The extensive virus collection maintained at the WRCEVA differs from repository collections like that of the American Type Culture Collection in several ways. First, the collection is not static; new virus strains are continually being archived. Second, instead of having just one or two prototype or well characterized strains of each virus, the WRCEVA virus collection has many different strains of arboviruses of medical and veterinary importance (i.e. dengue, yellow fever, Japanese encephalitis, West Nile, eastern equine encephalitis, and Venezuelan equine encephalitis). A number of viruses in the collection are select agents. An effort has been made to collect representative strains of these viruses from a variety of hosts, geographic localities and time periods. This diversity has proven extremely useful in studies of virus emergence, evolution, taxonomy, pathogenesis, vaccine efficacy and biodefense. Third, all work (preparation of virus stocks, antigens, antisera, viral RNA or DNA) is done on site, as UTMB has the required containment facilities to work safely with highly pathogenic and/or select agents under BSL-3 and BSL-4 laboratory conditions and it has USDA-approved facilities for experimental infection of laboratory animals with these agents. This reduces costs, since the work does not have to be contracted out; and it reduces turn-around time and response to requests for reagents.
Our ability to supply viruses and viral reagents without charge is also a valuable service to the virology community at large, since relatively few of these items are available commercially. Current biosafety regulations governing work with infectious agents and vertebrate animals now require that a high level of containment (BSL-3 or BSL-4) be used when handling many zoonotic viral pathogens. In addition, concerns about bioterrorism and security have further restricted the transfer and exchange of some infectious (select) agents between investigators. Consequently, just the production of viral RNA or an immune serum to some viruses has become extremely expensive or impossible for researchers and diagnostic laboratories that do not have access to approved biocontainment facilities. The WRCEVA is often able to fill this need by preparing and supplying some of these reagents.
Training is another important part of the Reference Center’s activities. In addition to UTMB graduate students and fellows, a number of visiting scientists each year spend time in the Reference Center, learning classical virologic techniques as well as newer molecular methods for virus assay and identification. Members of the Reference Center staff also participate in workshops and conferences on arbovirus techniques and arboviral diseases.
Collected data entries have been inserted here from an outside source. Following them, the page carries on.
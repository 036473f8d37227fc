//! Client-side record cache with two-phase optimistic updates.
//!
//! A change is applied tentatively and a [`Ticket`] is handed back. When the
//! store answers, the ticket is either confirmed with the authoritative
//! record or rolled back to the snapshot taken when it was issued. A full
//! refresh from the store discards every pending ticket.

use std::collections::HashMap;

use crate::error::{Error, Result};
use crate::models::{Dashboard, Database, Page};

/// Records addressable by a string key.
pub trait Keyed {
    fn key(&self) -> &str;
}

impl Keyed for Database {
    fn key(&self) -> &str {
        &self.id
    }
}

impl Keyed for Page {
    fn key(&self) -> &str {
        &self.id
    }
}

impl Keyed for Dashboard {
    fn key(&self) -> &str {
        &self.id
    }
}

/// Handle for one pending change.
#[derive(Debug, Clone, Copy, PartialEq, Eq, Hash)]
pub struct Ticket(u64);

#[derive(Debug)]
enum Undo<T> {
    /// An existing entry was modified.
    Restore { key: String, prior: T },
    /// A new entry was added.
    Discard { key: String },
    /// Entries were removed, with their positions.
    Reinsert { removed: Vec<(usize, T)> },
}

#[derive(Debug)]
pub struct LocalState<T> {
    items: Vec<T>,
    pending: HashMap<Ticket, Undo<T>>,
    next_ticket: u64,
}

impl<T> Default for LocalState<T> {
    fn default() -> Self {
        Self {
            items: Vec::new(),
            pending: HashMap::new(),
            next_ticket: 0,
        }
    }
}

impl<T: Keyed + Clone> LocalState<T> {
    pub fn new(items: Vec<T>) -> Self {
        Self {
            items,
            ..Self::default()
        }
    }

    pub fn items(&self) -> &[T] {
        &self.items
    }

    pub fn get(&self, key: &str) -> Option<&T> {
        self.items.iter().find(|i| i.key() == key)
    }

    pub fn pending_count(&self) -> usize {
        self.pending.len()
    }

    fn issue(&mut self, undo: Undo<T>) -> Ticket {
        let ticket = Ticket(self.next_ticket);
        self.next_ticket += 1;
        self.pending.insert(ticket, undo);
        ticket
    }

    fn position(&self, key: &str) -> Option<usize> {
        self.items.iter().position(|i| i.key() == key)
    }

    /// Modify an entry in place, keeping its prior value.
    pub fn apply_tentative<F>(&mut self, key: &str, change: F) -> Result<Ticket>
    where
        F: FnOnce(&mut T),
    {
        let idx = self
            .position(key)
            .ok_or_else(|| Error::NotFound(format!("{} is not in local state", key)))?;
        let prior = self.items[idx].clone();
        change(&mut self.items[idx]);
        Ok(self.issue(Undo::Restore {
            key: key.to_string(),
            prior,
        }))
    }

    /// Add an entry, typically under a temporary key.
    pub fn insert_tentative(&mut self, item: T) -> Ticket {
        let key = item.key().to_string();
        self.items.push(item);
        self.issue(Undo::Discard { key })
    }

    /// Remove every entry matching `pred` (an entry and its children, say).
    pub fn remove_tentative<P>(&mut self, pred: P) -> Ticket
    where
        P: Fn(&T) -> bool,
    {
        let mut removed = Vec::new();
        let mut kept = Vec::with_capacity(self.items.len());
        for (idx, item) in std::mem::take(&mut self.items).into_iter().enumerate() {
            if pred(&item) {
                removed.push((idx, item));
            } else {
                kept.push(item);
            }
        }
        self.items = kept;
        self.issue(Undo::Reinsert { removed })
    }

    /// Settle a ticket with the store's answer. The authoritative record
    /// replaces the tentative one (and may carry a different key). Returns
    /// false for unknown or already settled tickets.
    pub fn confirm(&mut self, ticket: Ticket, authoritative: Option<T>) -> bool {
        let Some(undo) = self.pending.remove(&ticket) else {
            return false;
        };
        let key = match undo {
            Undo::Restore { key, .. } | Undo::Discard { key } => key,
            Undo::Reinsert { .. } => return true,
        };
        if let Some(record) = authoritative {
            match self.position(&key) {
                Some(idx) => self.items[idx] = record,
                None => self.items.push(record),
            }
        }
        true
    }

    /// Undo a ticket's change. Returns false for unknown or already settled
    /// tickets.
    pub fn rollback(&mut self, ticket: Ticket) -> bool {
        let Some(undo) = self.pending.remove(&ticket) else {
            return false;
        };
        match undo {
            Undo::Restore { key, prior } => match self.position(&key) {
                Some(idx) => self.items[idx] = prior,
                None => self.items.push(prior),
            },
            Undo::Discard { key } => {
                if let Some(idx) = self.position(&key) {
                    self.items.remove(idx);
                }
            }
            Undo::Reinsert { removed } => {
                for (idx, item) in removed {
                    let at = idx.min(self.items.len());
                    self.items.insert(at, item);
                }
            }
        }
        true
    }

    /// Replace everything from the source of truth.
    pub fn refresh(&mut self, items: Vec<T>) {
        self.items = items;
        self.pending.clear();
    }
}

#[cfg(test)]
mod tests {
    use super::*;
    use crate::projection::fixtures::page;

    fn titles(state: &LocalState<Page>) -> Vec<String> {
        state.items().iter().map(|p| p.title.clone()).collect()
    }

    fn state() -> LocalState<Page> {
        LocalState::new(vec![
            page("1", None, None),
            page("2", Some("1"), None),
            page("3", None, None),
        ])
    }

    #[test]
    fn test_apply_then_rollback_restores_prior() {
        let mut s = state();
        let t = s.apply_tentative("1", |p| p.title = "Renamed".into()).unwrap();
        assert_eq!(s.get("1").unwrap().title, "Renamed");
        assert!(s.rollback(t));
        assert_eq!(s.get("1").unwrap().title, "Page 1");
        assert_eq!(s.pending_count(), 0);
        assert!(!s.rollback(t));
    }

    #[test]
    fn test_confirm_takes_authoritative_value() {
        let mut s = state();
        let t = s.apply_tentative("1", |p| p.title = "Draft".into()).unwrap();
        let mut server = page("1", None, None);
        server.title = "Saved".into();
        assert!(s.confirm(t, Some(server)));
        assert_eq!(s.get("1").unwrap().title, "Saved");
        assert!(!s.rollback(t));
    }

    #[test]
    fn test_insert_confirm_replaces_temporary_key() {
        let mut s = state();
        let t = s.insert_tentative(page("temp-1", None, None));
        assert!(s.get("temp-1").is_some());
        assert!(s.confirm(t, Some(page("real", None, None))));
        assert!(s.get("temp-1").is_none());
        assert!(s.get("real").is_some());
        assert_eq!(s.items().len(), 4);
    }

    #[test]
    fn test_insert_rollback_discards() {
        let mut s = state();
        let t = s.insert_tentative(page("temp-1", None, None));
        s.rollback(t);
        assert_eq!(s.items().len(), 3);
    }

    #[test]
    fn test_remove_rollback_reinserts_in_place() {
        let mut s = state();
        let t = s.remove_tentative(|p| p.id == "1" || p.parent_id.as_deref() == Some("1"));
        assert_eq!(titles(&s), vec!["Page 3"]);
        s.rollback(t);
        assert_eq!(titles(&s), vec!["Page 1", "Page 2", "Page 3"]);
    }

    #[test]
    fn test_apply_missing_key() {
        let mut s = state();
        assert!(matches!(
            s.apply_tentative("nope", |_| {}),
            Err(Error::NotFound(_))
        ));
    }

    #[test]
    fn test_refresh_drops_pending() {
        let mut s = state();
        let t = s.apply_tentative("3", |p| p.title = "X".into()).unwrap();
        s.refresh(vec![page("9", None, None)]);
        assert_eq!(s.pending_count(), 0);
        assert!(!s.confirm(t, None));
        assert_eq!(titles(&s), vec!["Page 9"]);
    }
}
Since 1971, the World Reference Center has been supported by grants and contracts from the National Institutes of Health. Since 1995, the University of Texas has also provided extensive in-house support to the Reference Center. Dr. Scott Weaver, Professor of Pathology and a member of the Center for Biodefense and Emerging Infectious Diseases (CBEID), is the current director of the WRCEVA. Dr. Thomas G. Ksiazek, Professor of Pathology and formerly head of the Special Pathogens Branch, CDC/Atlanta, is the Deputy Director.